USACO 2020 December Contest Silver Division - Rectangular Pasture

Problem link: here

Solution Author: Stefan Dascalescu

Problem Solution

We can use coordinate compression as we only care about the distinct coordinates the input has. Then, we create 2D prefix sums in order to keep track of the entire dataset.
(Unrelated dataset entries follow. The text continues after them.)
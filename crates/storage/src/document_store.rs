//! InMemoryDocumentStore: reference implementation of the document platform
//!
//! This module implements the repository and service traits using:
//! - `BTreeMap<DocumentReference, StoredDocument>` for ordered storage
//! - `parking_lot::RwLock` for thread-safe access
//! - a load-listener registry dispatched on every `find_by_reference`
//!
//! # Design Notes
//!
//! - **Content is text**: documents are stored exactly as written, so a load
//!   that no listener touches returns the stored bytes unchanged
//! - **Listeners run outside the data lock**: a listener may load other documents
//! - **Closure transactions**: `transaction` serializes against other
//!   transactions and restores the pre-transaction state when the closure
//!   fails or panics. Single-operation writes from other threads are not
//!   isolated from it.

use std::collections::BTreeMap;
use std::sync::atomic::{AtomicU64, Ordering};
use std::sync::Arc;

use chrono::{DateTime, Utc};
use parking_lot::{Mutex, RwLock};
use serde::{Deserialize, Serialize};
use tracing::{debug, info, warn};

use docmigrate_core::{
    DataServicesDocument, DocumentAfterRepositoryLoadEvent, DocumentLoadListener,
    DocumentReference, DocumentRepository, DocumentService, Error, JsonValue, Locale, Result,
    UnitOfWork,
};

use crate::listeners::LoadListenerRegistry;

/// A document as physically stored
#[derive(Debug, Clone, PartialEq, Serialize, Deserialize)]
pub struct StoredDocument {
    /// Reference of the document
    pub reference: DocumentReference,
    /// JSON text, exactly as last written
    pub content: String,
    /// Document version (starts at 1, increments on every update)
    #[serde(default = "initial_version")]
    pub version: u64,
    /// Creation time
    #[serde(default = "Utc::now")]
    pub created_at: DateTime<Utc>,
    /// Time of the last write
    #[serde(default = "Utc::now")]
    pub updated_at: DateTime<Utc>,
    /// Locale of the last write
    #[serde(default)]
    pub last_locale: Locale,
}

fn initial_version() -> u64 {
    1
}

impl StoredDocument {
    /// Create a version-1 document
    pub fn new(reference: DocumentReference, content: String, locale: Locale) -> Self {
        let now = Utc::now();
        Self {
            reference,
            content,
            version: initial_version(),
            created_at: now,
            updated_at: now,
            last_locale: locale,
        }
    }

    /// Replace the content, bump the version and timestamp
    fn touch(&mut self, content: String, locale: &Locale) {
        self.content = content;
        self.version += 1;
        self.updated_at = Utc::now();
        self.last_locale = locale.clone();
    }
}

/// Parse and limit-check document content
///
/// Malformed JSON is a `Parse` error; limit violations are `InvalidInput`.
pub fn validate_content(content: &str) -> Result<()> {
    let value: JsonValue = content.parse()?;
    value
        .validate()
        .map_err(|e| Error::invalid_input(e.to_string()))
}

/// Thread-safe in-memory document store
///
/// Implements [`DocumentRepository`] and [`DocumentService`].
pub struct InMemoryDocumentStore {
    documents: Arc<RwLock<BTreeMap<DocumentReference, StoredDocument>>>,
    listeners: LoadListenerRegistry,
    txn_lock: Mutex<()>,
    /// Total number of successful updates, for diagnostics
    update_count: AtomicU64,
}

impl InMemoryDocumentStore {
    /// Create an empty store with no listeners
    pub fn new() -> Self {
        Self {
            documents: Arc::new(RwLock::new(BTreeMap::new())),
            listeners: LoadListenerRegistry::new(),
            txn_lock: Mutex::new(()),
            update_count: AtomicU64::new(0),
        }
    }

    /// Register a listener for document loads
    pub fn register_load_listener(&self, listener: Arc<dyn DocumentLoadListener>) {
        self.listeners.register(listener);
    }

    /// Remove a listener registered with [`register_load_listener`](Self::register_load_listener)
    pub fn unregister_load_listener(&self, listener: &Arc<dyn DocumentLoadListener>) {
        self.listeners.unregister(listener);
    }

    /// Store a new document of `model_name`
    ///
    /// # Errors
    ///
    /// `Parse` if the content is not JSON, `InvalidInput` if it exceeds limits.
    pub fn create(&self, model_name: &str, content: impl Into<String>) -> Result<DocumentReference> {
        let content = content.into();
        validate_content(&content)?;

        let reference = DocumentReference::new(model_name);
        let doc = StoredDocument::new(reference.clone(), content, Locale::default());
        self.documents.write().insert(reference.clone(), doc);

        debug!(target: "docmigrate::store", reference = %reference, "Document created");
        Ok(reference)
    }

    /// Insert or replace a batch of stored documents as-is
    ///
    /// Every document is validated before any is inserted, so a rejected
    /// batch leaves the store untouched. Returns the number inserted.
    pub fn put_stored_all(&self, docs: Vec<StoredDocument>) -> Result<usize> {
        for doc in &docs {
            validate_content(&doc.content)?;
        }

        let count = docs.len();
        let mut documents = self.documents.write();
        for doc in docs {
            documents.insert(doc.reference.clone(), doc);
        }
        Ok(count)
    }

    /// Stored content, bypassing load listeners
    pub fn raw_content(&self, reference: &DocumentReference) -> Option<String> {
        self.documents
            .read()
            .get(reference)
            .map(|doc| doc.content.clone())
    }

    /// Stored document metadata and content, bypassing load listeners
    pub fn stored(&self, reference: &DocumentReference) -> Option<StoredDocument> {
        self.documents.read().get(reference).cloned()
    }

    /// All stored documents in reference order
    pub fn all_stored(&self) -> Vec<StoredDocument> {
        self.documents.read().values().cloned().collect()
    }

    /// Number of stored documents
    pub fn len(&self) -> usize {
        self.documents.read().len()
    }

    /// Whether the store holds no documents
    pub fn is_empty(&self) -> bool {
        self.documents.read().is_empty()
    }

    /// Number of successful updates since the store was created
    pub fn update_count(&self) -> u64 {
        self.update_count.load(Ordering::Relaxed)
    }
}

impl Default for InMemoryDocumentStore {
    fn default() -> Self {
        Self::new()
    }
}

impl std::fmt::Debug for InMemoryDocumentStore {
    fn fmt(&self, f: &mut std::fmt::Formatter<'_>) -> std::fmt::Result {
        f.debug_struct("InMemoryDocumentStore")
            .field("documents", &self.len())
            .field("listeners", &self.listeners)
            .finish()
    }
}

/// Pre-transaction state, restored on drop unless committed
struct Rollback<'a> {
    store: &'a InMemoryDocumentStore,
    documents: Option<BTreeMap<DocumentReference, StoredDocument>>,
    update_count: u64,
}

impl<'a> Rollback<'a> {
    fn capture(store: &'a InMemoryDocumentStore) -> Self {
        Self {
            store,
            documents: Some(store.documents.read().clone()),
            update_count: store.update_count(),
        }
    }

    fn commit(mut self) {
        self.documents = None;
    }
}

impl Drop for Rollback<'_> {
    fn drop(&mut self) {
        if let Some(before) = self.documents.take() {
            *self.store.documents.write() = before;
            self.store
                .update_count
                .store(self.update_count, Ordering::Relaxed);
            if std::thread::panicking() {
                warn!(target: "docmigrate::store", "Transaction rolled back after panic");
            }
        }
    }
}

impl UnitOfWork for InMemoryDocumentStore {
    /// Run `f` as one unit of work
    ///
    /// Transactions are serialized against each other. If `f` returns an
    /// error or panics, every document and the update counter are restored to
    /// their state before `f` ran.
    fn transaction<T, F>(&self, f: F) -> Result<T>
    where
        F: FnOnce(&Self) -> Result<T>,
    {
        let _serial = self.txn_lock.lock();
        let rollback = Rollback::capture(self);
        debug!(target: "docmigrate::store", "Transaction started");

        match f(self) {
            Ok(value) => {
                rollback.commit();
                info!(target: "docmigrate::store", "Transaction committed");
                Ok(value)
            }
            Err(e) => {
                drop(rollback);
                warn!(target: "docmigrate::store", error = %e, "Transaction rolled back");
                Err(e)
            }
        }
    }
}

impl DocumentRepository for InMemoryDocumentStore {
    fn find_all_doc_refs_for_model(&self, model_name: &str) -> Result<Vec<DocumentReference>> {
        Ok(self
            .documents
            .read()
            .keys()
            .filter(|reference| reference.document_model_name == model_name)
            .cloned()
            .collect())
    }

    fn find_by_reference(
        &self,
        reference: &DocumentReference,
    ) -> Result<Option<DataServicesDocument>> {
        let stored = match self.stored(reference) {
            Some(doc) => doc,
            None => return Ok(None),
        };

        let mut event = DocumentAfterRepositoryLoadEvent::new(reference.clone(), stored.content);
        self.listeners.dispatch(&mut event)?;

        Ok(Some(DataServicesDocument {
            reference: stored.reference,
            kernel_content: event.into_content(),
            version: stored.version,
            updated_at: stored.updated_at,
        }))
    }
}

impl DocumentService for InMemoryDocumentStore {
    fn update(&self, reference: &DocumentReference, content: &str, locale: &Locale) -> Result<()> {
        validate_content(content)?;

        let mut documents = self.documents.write();
        let doc = documents
            .get_mut(reference)
            .ok_or_else(|| Error::DocumentNotFound(reference.clone()))?;
        doc.touch(content.to_string(), locale);
        let version = doc.version;
        drop(documents);

        self.update_count.fetch_add(1, Ordering::Relaxed);
        debug!(
            target: "docmigrate::store",
            reference = %reference,
            version,
            locale = %locale,
            "Document updated"
        );
        Ok(())
    }
}
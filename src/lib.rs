//! docmigrate - guarded, lazy document-field migrations
//!
//! Removes deprecated fields from JSON documents held by a data services
//! document platform. A field is stripped lazily whenever a matching document
//! is loaded while a migration guard is active; a bulk task loads and re-saves
//! every document of the model inside one transaction.
//!
//! # Quick Start
//!
//! ```ignore
//! use std::sync::Arc;
//! use docmigrate::{InMemoryDocumentStore, MigrationGuard, PersonMigration};
//!
//! let store = Arc::new(InMemoryDocumentStore::new());
//! let migration = PersonMigration::new(store.clone(), MigrationGuard::new())?;
//! store.register_load_listener(migration.listener());
//!
//! let report = migration.migrate_place_of_birth_field()?;
//! ```
//!
//! # Architecture
//!
//! - [`docmigrate_core`]: document types, JSON paths, platform traits, errors, config
//! - [`docmigrate_storage`]: in-memory reference store with load listeners and snapshots
//! - [`docmigrate_migration`]: guard, field-removal rule, bulk task, Person migration
//! - [`docmigrate_server`]: attachment MIME type allow-list

pub use docmigrate_core::*;
pub use docmigrate_migration::{
    migrate_all, FieldRemovalMigrator, GuardScope, GuardState, MigrationGuard, MigrationReport,
    MigrationStep, MigrationTask, MigrationVersion, PersonMigration, MODEL_TO_MIGRATE,
    REMOVED_FIELD_PATH,
};
pub use docmigrate_server::{AttachmentEventListener, MimeTypeValidator};
pub use docmigrate_storage::{InMemoryDocumentStore, StoreSnapshot, StoredDocument};
//! JSON snapshot files
//!
//! A snapshot is the full document set of a store written as one JSON file.
//! The init bootstrap reads a snapshot, migrates it and writes it back.
//!
//! Export writes to a sibling temp file and renames it over the target, so a
//! crash mid-write leaves the previous snapshot intact.

use std::path::{Path, PathBuf};

use serde::{Deserialize, Serialize};
use tracing::info;

use docmigrate_core::{Error, Result};

use crate::document_store::{InMemoryDocumentStore, StoredDocument};

/// Current snapshot format version
pub const SNAPSHOT_FORMAT_VERSION: u32 = 1;

/// On-disk snapshot layout
#[derive(Debug, Clone, PartialEq, Serialize, Deserialize)]
pub struct StoreSnapshot {
    /// Format version, checked on import
    #[serde(default = "default_format_version")]
    pub format_version: u32,
    /// Documents in reference order
    pub documents: Vec<StoredDocument>,
}

fn default_format_version() -> u32 {
    SNAPSHOT_FORMAT_VERSION
}

fn temp_path_for(path: &Path) -> PathBuf {
    let mut name = path
        .file_name()
        .map(|n| n.to_os_string())
        .unwrap_or_default();
    name.push(".tmp");
    path.with_file_name(name)
}

impl InMemoryDocumentStore {
    /// Capture every stored document
    pub fn snapshot(&self) -> StoreSnapshot {
        StoreSnapshot {
            format_version: SNAPSHOT_FORMAT_VERSION,
            documents: self.all_stored(),
        }
    }

    /// Write a snapshot of the store to `path`
    pub fn export_snapshot(&self, path: &Path) -> Result<()> {
        let snapshot = self.snapshot();
        let bytes = serde_json::to_vec_pretty(&snapshot)
            .map_err(|e| Error::Serialization(e.to_string()))?;

        let tmp = temp_path_for(path);
        std::fs::write(&tmp, bytes)?;
        std::fs::rename(&tmp, path)?;

        info!(
            target: "docmigrate::store",
            path = %path.display(),
            documents = snapshot.documents.len(),
            "Snapshot exported"
        );
        Ok(())
    }

    /// Load every document of the snapshot at `path` into the store
    ///
    /// Documents with a reference already present are replaced. Nothing is
    /// imported if any document is invalid. Returns the number of documents
    /// imported.
    pub fn import_snapshot(&self, path: &Path) -> Result<usize> {
        let bytes = std::fs::read(path)?;
        let snapshot: StoreSnapshot = serde_json::from_slice(&bytes).map_err(|e| {
            Error::Serialization(format!(
                "Failed to read snapshot '{}': {}",
                path.display(),
                e
            ))
        })?;

        if snapshot.format_version != SNAPSHOT_FORMAT_VERSION {
            return Err(Error::Serialization(format!(
                "Unsupported snapshot format version {} (expected {})",
                snapshot.format_version, SNAPSHOT_FORMAT_VERSION
            )));
        }

        let count = self.put_stored_all(snapshot.documents)?;

        info!(
            target: "docmigrate::store",
            path = %path.display(),
            documents = count,
            "Snapshot imported"
        );
        Ok(count)
    }

    /// Create a store from the snapshot at `path`
    pub fn from_snapshot_file(path: &Path) -> Result<Self> {
        let store = Self::new();
        store.import_snapshot(path)?;
        Ok(store)
    }
}

#[cfg(test)]
mod tests {
    use super::*;
    use docmigrate_core::{DocumentReference, DocumentService, Locale};
    use tempfile::TempDir;

    #[test]
    fn test_export_import_preserves_content_bytes() {
        let dir = TempDir::new().unwrap();
        let path = dir.path().join("documents.json");

        let store = InMemoryDocumentStore::new();
        // Non-canonical spacing must survive the round trip
        let content = r#"{ "Person" : { "PersonalData" : { "Name" : "X" } } }"#;
        let reference = store.create("Person_DM", content).unwrap();
        store.update(&reference, content, &Locale::new("de")).unwrap();
        store.export_snapshot(&path).unwrap();

        let restored = InMemoryDocumentStore::from_snapshot_file(&path).unwrap();
        let doc = restored.stored(&reference).unwrap();
        assert_eq!(doc.content, content);
        assert_eq!(doc.version, 2);
        assert_eq!(doc.last_locale, Locale::new("de"));
        assert!(!temp_path_for(&path).exists());
    }

    #[test]
    fn test_import_minimal_hand_written_snapshot() {
        let dir = TempDir::new().unwrap();
        let path = dir.path().join("documents.json");
        std::fs::write(
            &path,
            r#"{"documents":[{"reference":{"document_model_name":"Person_DM","document_id":"00000000-0000-0000-0000-000000000001"},"content":"{\"Person\":{}}"}]}"#,
        )
        .unwrap();

        let store = InMemoryDocumentStore::from_snapshot_file(&path).unwrap();
        let reference =
            DocumentReference::with_id("Person_DM", uuid::Uuid::from_u128(1));
        let doc = store.stored(&reference).unwrap();
        assert_eq!(doc.version, 1);
        assert_eq!(doc.content, r#"{"Person":{}}"#);
    }

    #[test]
    fn test_import_rejects_malformed_document_content() {
        let dir = TempDir::new().unwrap();
        let path = dir.path().join("documents.json");
        std::fs::write(
            &path,
            r#"{"documents":[{"reference":{"document_model_name":"Person_DM","document_id":"00000000-0000-0000-0000-000000000001"},"content":"{broken"}]}"#,
        )
        .unwrap();

        let err = InMemoryDocumentStore::from_snapshot_file(&path).unwrap_err();
        assert!(matches!(err, Error::Parse(_)));
    }

    #[test]
    fn test_failed_import_leaves_populated_store_untouched() {
        let dir = TempDir::new().unwrap();
        let path = dir.path().join("documents.json");
        std::fs::write(
            &path,
            r#"{"documents":[
                {"reference":{"document_model_name":"Person_DM","document_id":"00000000-0000-0000-0000-000000000001"},"content":"{\"Person\":{}}"},
                {"reference":{"document_model_name":"Person_DM","document_id":"00000000-0000-0000-0000-000000000002"},"content":"{broken"}
            ]}"#,
        )
        .unwrap();

        let store = InMemoryDocumentStore::new();
        let existing = store.create("Person_DM", "{}").unwrap();

        assert!(store.import_snapshot(&path).is_err());
        assert_eq!(store.len(), 1);
        assert_eq!(store.raw_content(&existing).unwrap(), "{}");
        let first = DocumentReference::with_id("Person_DM", uuid::Uuid::from_u128(1));
        assert!(store.stored(&first).is_none());
    }

    #[test]
    fn test_import_rejects_unknown_format_version() {
        let dir = TempDir::new().unwrap();
        let path = dir.path().join("documents.json");
        std::fs::write(&path, r#"{"format_version":99,"documents":[]}"#).unwrap();

        let err = InMemoryDocumentStore::from_snapshot_file(&path).unwrap_err();
        assert!(err.to_string().contains("Unsupported snapshot format version"));
    }

    #[test]
    fn test_import_missing_file_is_io_error() {
        let dir = TempDir::new().unwrap();
        let err = InMemoryDocumentStore::from_snapshot_file(&dir.path().join("nope.json"))
            .unwrap_err();
        assert!(matches!(err, Error::Io(_)));
    }
}
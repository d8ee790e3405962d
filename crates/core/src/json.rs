//! JSON types for document content
//!
//! This module defines types for navigating and rewriting document content:
//! - JsonValue: Newtype wrapper around serde_json::Value
//! - JsonPath: RFC 6901 pointer into a JSON document (`/Person/PersonalData`)
//!
//! # Document Size Limits
//!
//! | Limit | Value | Constant |
//! |-------|-------|----------|
//! | Max document size | 16 MB | [`MAX_DOCUMENT_SIZE`] |
//! | Max nesting depth | 100 levels | [`MAX_NESTING_DEPTH`] |
//! | Max path length | 256 tokens | [`MAX_PATH_LENGTH`] |

use serde::{Deserialize, Serialize};
use std::fmt;
use std::ops::{Deref, DerefMut};
use std::str::FromStr;
use thiserror::Error;

// =============================================================================
// Document Size Limits
// =============================================================================

/// Maximum document size in bytes (16 MB)
///
/// Checked by the document store on create and update.
pub const MAX_DOCUMENT_SIZE: usize = 16 * 1024 * 1024;

/// Maximum nesting depth in a JSON document (100 levels)
pub const MAX_NESTING_DEPTH: usize = 100;

/// Maximum path length in tokens (256 tokens)
pub const MAX_PATH_LENGTH: usize = 256;

/// Error type for document limit violations
#[derive(Debug, Error, Clone, PartialEq, Eq)]
pub enum LimitError {
    /// Document exceeds maximum size
    #[error("document size {size} exceeds maximum of {max} bytes")]
    DocumentTooLarge {
        /// Actual document size
        size: usize,
        /// Maximum allowed size
        max: usize,
    },

    /// Document nesting exceeds maximum depth
    #[error("document nesting depth {depth} exceeds maximum of {max} levels")]
    NestingTooDeep {
        /// Actual nesting depth
        depth: usize,
        /// Maximum allowed depth
        max: usize,
    },

    /// Path exceeds maximum length
    #[error("path length {length} exceeds maximum of {max} tokens")]
    PathTooLong {
        /// Actual path length
        length: usize,
        /// Maximum allowed length
        max: usize,
    },
}

// =============================================================================
// JsonValue
// =============================================================================

/// JSON value wrapper
///
/// Newtype around serde_json::Value with direct access via Deref/DerefMut.
///
/// # Examples
///
/// ```
/// use docmigrate_core::JsonValue;
///
/// let doc: JsonValue = r#"{"Person":{"Name":"X"}}"#.parse().unwrap();
/// assert!(doc.is_object());
/// assert_eq!(doc.to_json_string(), r#"{"Person":{"Name":"X"}}"#);
/// ```
#[derive(Debug, Clone, PartialEq, Serialize, Deserialize, Default)]
#[serde(transparent)]
pub struct JsonValue(serde_json::Value);

impl JsonValue {
    /// Get a reference to the underlying serde_json::Value
    pub fn as_inner(&self) -> &serde_json::Value {
        &self.0
    }

    /// Get a mutable reference to the underlying serde_json::Value
    pub fn as_inner_mut(&mut self) -> &mut serde_json::Value {
        &mut self.0
    }

    /// Serialize to compact JSON string
    ///
    /// Object keys keep their insertion order.
    pub fn to_json_string(&self) -> String {
        self.0.to_string()
    }

    /// Size of the compact JSON representation in bytes
    pub fn size_bytes(&self) -> usize {
        self.to_json_string().len()
    }

    /// Maximum nesting depth of this value
    ///
    /// Returns 0 for primitives and counts nested objects/arrays.
    pub fn nesting_depth(&self) -> usize {
        fn depth_of(value: &serde_json::Value) -> usize {
            match value {
                serde_json::Value::Null
                | serde_json::Value::Bool(_)
                | serde_json::Value::Number(_)
                | serde_json::Value::String(_) => 0,
                serde_json::Value::Array(arr) => 1 + arr.iter().map(depth_of).max().unwrap_or(0),
                serde_json::Value::Object(obj) => 1 + obj.values().map(depth_of).max().unwrap_or(0),
            }
        }
        depth_of(&self.0)
    }

    /// Validate size and depth limits
    pub fn validate(&self) -> Result<(), LimitError> {
        let size = self.size_bytes();
        if size > MAX_DOCUMENT_SIZE {
            return Err(LimitError::DocumentTooLarge {
                size,
                max: MAX_DOCUMENT_SIZE,
            });
        }
        let depth = self.nesting_depth();
        if depth > MAX_NESTING_DEPTH {
            return Err(LimitError::NestingTooDeep {
                depth,
                max: MAX_NESTING_DEPTH,
            });
        }
        Ok(())
    }
}

impl FromStr for JsonValue {
    type Err = serde_json::Error;

    fn from_str(s: &str) -> Result<Self, Self::Err> {
        serde_json::from_str(s).map(JsonValue)
    }
}

impl Deref for JsonValue {
    type Target = serde_json::Value;

    fn deref(&self) -> &Self::Target {
        &self.0
    }
}

impl DerefMut for JsonValue {
    fn deref_mut(&mut self) -> &mut Self::Target {
        &mut self.0
    }
}

impl fmt::Display for JsonValue {
    fn fmt(&self, f: &mut fmt::Formatter<'_>) -> fmt::Result {
        write!(f, "{}", self.0)
    }
}

impl From<serde_json::Value> for JsonValue {
    fn from(v: serde_json::Value) -> Self {
        JsonValue(v)
    }
}

// =============================================================================
// JsonPath
// =============================================================================

/// Error type for JSON path parsing
#[derive(Debug, Error, Clone, PartialEq, Eq)]
pub enum PathParseError {
    /// Non-empty path not starting with `/`
    #[error("path must start with '/': {0}")]
    MissingLeadingSlash(String),
    /// `~` not followed by `0` or `1`
    #[error("invalid escape in pointer token: {0}")]
    InvalidEscape(String),
}

/// An RFC 6901 pointer into a JSON document
///
/// Each reference token names an object property, or an array element when
/// the container is an array and the token is a decimal index. The empty
/// string is the document root.
///
/// # Examples
///
/// ```
/// use docmigrate_core::json::JsonPath;
///
/// let path: JsonPath = "/Person/PersonalData/PlaceOfBirth".parse().unwrap();
/// let (parent, leaf) = path.split_leaf().unwrap();
/// assert_eq!(parent.to_pointer(), "/Person/PersonalData");
/// assert_eq!(leaf, "PlaceOfBirth");
/// ```
#[derive(Debug, Clone, PartialEq, Eq, Hash, Default)]
pub struct JsonPath {
    tokens: Vec<String>,
}

impl JsonPath {
    /// The root path
    pub fn root() -> Self {
        Self::default()
    }

    /// Unescaped reference tokens
    pub fn tokens(&self) -> &[String] {
        &self.tokens
    }

    /// Path without its final token (None if root)
    pub fn parent(&self) -> Option<JsonPath> {
        let (_, init) = self.tokens.split_last()?;
        Some(JsonPath {
            tokens: init.to_vec(),
        })
    }

    /// Split into the parent path and the final token
    pub fn split_leaf(&self) -> Option<(JsonPath, String)> {
        let (leaf, init) = self.tokens.split_last()?;
        Some((
            JsonPath {
                tokens: init.to_vec(),
            },
            leaf.clone(),
        ))
    }

    /// Check the path length limit
    pub fn validate(&self) -> Result<(), LimitError> {
        let length = self.tokens.len();
        if length > MAX_PATH_LENGTH {
            return Err(LimitError::PathTooLong {
                length,
                max: MAX_PATH_LENGTH,
            });
        }
        Ok(())
    }

    /// Render as a pointer string (`""` for root)
    pub fn to_pointer(&self) -> String {
        self.tokens
            .iter()
            .map(|token| format!("/{}", token.replace('~', "~0").replace('/', "~1")))
            .collect()
    }
}

fn unescape_token(raw: &str) -> Result<String, PathParseError> {
    let mut out = String::with_capacity(raw.len());
    let mut chars = raw.chars();
    while let Some(c) = chars.next() {
        if c != '~' {
            out.push(c);
            continue;
        }
        match chars.next() {
            Some('0') => out.push('~'),
            Some('1') => out.push('/'),
            _ => return Err(PathParseError::InvalidEscape(raw.to_string())),
        }
    }
    Ok(out)
}

impl FromStr for JsonPath {
    type Err = PathParseError;

    fn from_str(s: &str) -> Result<Self, Self::Err> {
        if s.is_empty() {
            return Ok(JsonPath::root());
        }
        let rest = s
            .strip_prefix('/')
            .ok_or_else(|| PathParseError::MissingLeadingSlash(s.to_string()))?;
        let tokens = rest
            .split('/')
            .map(unescape_token)
            .collect::<Result<Vec<_>, _>>()?;
        Ok(JsonPath { tokens })
    }
}

impl fmt::Display for JsonPath {
    fn fmt(&self, f: &mut fmt::Formatter<'_>) -> fmt::Result {
        f.write_str(&self.to_pointer())
    }
}

// =============================================================================
// Path Operations
// =============================================================================

/// Get value at path within a JSON document
///
/// Returns None if any token is missing or a container has the wrong type.
///
/// # Examples
///
/// ```
/// use docmigrate_core::json::{get_at_path, JsonPath, JsonValue};
///
/// let doc: JsonValue = r#"{"user":{"scores":[100,95]}}"#.parse().unwrap();
/// let path: JsonPath = "/user/scores/1".parse().unwrap();
/// assert_eq!(get_at_path(&doc, &path).and_then(|v| v.as_i64()), Some(95));
/// assert!(get_at_path(&doc, &"/user/name".parse().unwrap()).is_none());
/// ```
pub fn get_at_path<'a>(value: &'a JsonValue, path: &JsonPath) -> Option<&'a serde_json::Value> {
    path.tokens()
        .iter()
        .try_fold(value.as_inner(), |current, token| match current {
            serde_json::Value::Object(obj) => obj.get(token),
            serde_json::Value::Array(arr) => arr.get(token.parse::<usize>().ok()?),
            _ => None,
        })
}

/// Get mutable reference to value at path within a JSON document
pub fn get_at_path_mut<'a>(
    value: &'a mut JsonValue,
    path: &JsonPath,
) -> Option<&'a mut serde_json::Value> {
    path.tokens()
        .iter()
        .try_fold(value.as_inner_mut(), |current, token| match current {
            serde_json::Value::Object(obj) => obj.get_mut(token),
            serde_json::Value::Array(arr) => arr.get_mut(token.parse::<usize>().ok()?),
            _ => None,
        })
}

/// Delete value at path within a JSON document
///
/// Removes an object key (keeping the order of the remaining keys) or an
/// array element. Returns the removed value, or None when nothing was removed:
/// a missing ancestor, a parent of the wrong type and an absent leaf are all
/// treated the same. Deleting the root is not supported and returns None.
///
/// # Examples
///
/// ```
/// use docmigrate_core::json::{delete_at_path, JsonValue};
///
/// let mut doc: JsonValue = r#"{"a":{"b":1,"c":2}}"#.parse().unwrap();
/// let removed = delete_at_path(&mut doc, &"/a/b".parse().unwrap());
/// assert_eq!(removed.and_then(|v| v.as_i64()), Some(1));
/// assert_eq!(doc.to_json_string(), r#"{"a":{"c":2}}"#);
///
/// assert!(delete_at_path(&mut doc, &"/missing/b".parse().unwrap()).is_none());
/// ```
pub fn delete_at_path(root: &mut JsonValue, path: &JsonPath) -> Option<serde_json::Value> {
    let (parent_path, leaf) = path.split_leaf()?;

    match get_at_path_mut(root, &parent_path)? {
        serde_json::Value::Object(obj) => obj.shift_remove(&leaf),
        serde_json::Value::Array(arr) => {
            let idx = leaf.parse::<usize>().ok()?;
            (idx < arr.len()).then(|| arr.remove(idx))
        }
        _ => None,
    }
}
At the end, we just print the total answer.

Source code

The source code in C++ can be seen below.

#include <bits/stdc++.h>
using namespace std;

#define fi first
#define se second

const int MOD = 1e9+7;

int N;
pair<int, int> arr[2501];
long long prefixSums[2501][2501];

bool cmp(pair<int, int> A, pair<int, int> B) {
    return A.se < B.se;
}

long long getSum(int x1, int y1, int x2, int y2) {
    return prefixSums[x2][y2]-prefixSums[x1-1][y2]-prefixSums[x2][y1-1]+prefixSums[x1-1][y1-1];
}

int main() {
    ios::sync_with_stdio(false);
    cin.tie(nullptr);
    cin >> N;
    for (int i = 1; i <= N; i++) {
        cin >> arr[i].fi >> arr[i].se;
    }
    sort(arr+1, arr+N+1);
    for (int i = 1; i <= N; i++) {
        arr[i].fi = i;
    }
    sort(arr+1, arr+N+1, cmp);
    for (int i = 1; i <= N; i++) {
        arr[i].se = i;
    }
    for (int i = 1; i <= N; i++) {
        prefixSums[arr[i].fi][arr[i].se] = 1;
    }
    for (int i = 1; i <= N; i++) {
        for (int j = 1; j <= N; j++) {
            prefixSums[i][j] += prefixSums[i-1][j]+prefixSums[i][j-1]-prefixSums[i-1][j-1];
        }
    }
    long long ans = 0;
    for (int a = 1; a <= N; a++) {
        for (int b = a; b <= N; b++) {
            ans += getSum(1, a, min(arr[a].fi, arr[b].fi), b)*getSum(max(arr[a].fi, arr[b].fi), a, N, b);
        }
    }
    cout << ans+1 << "\n";
}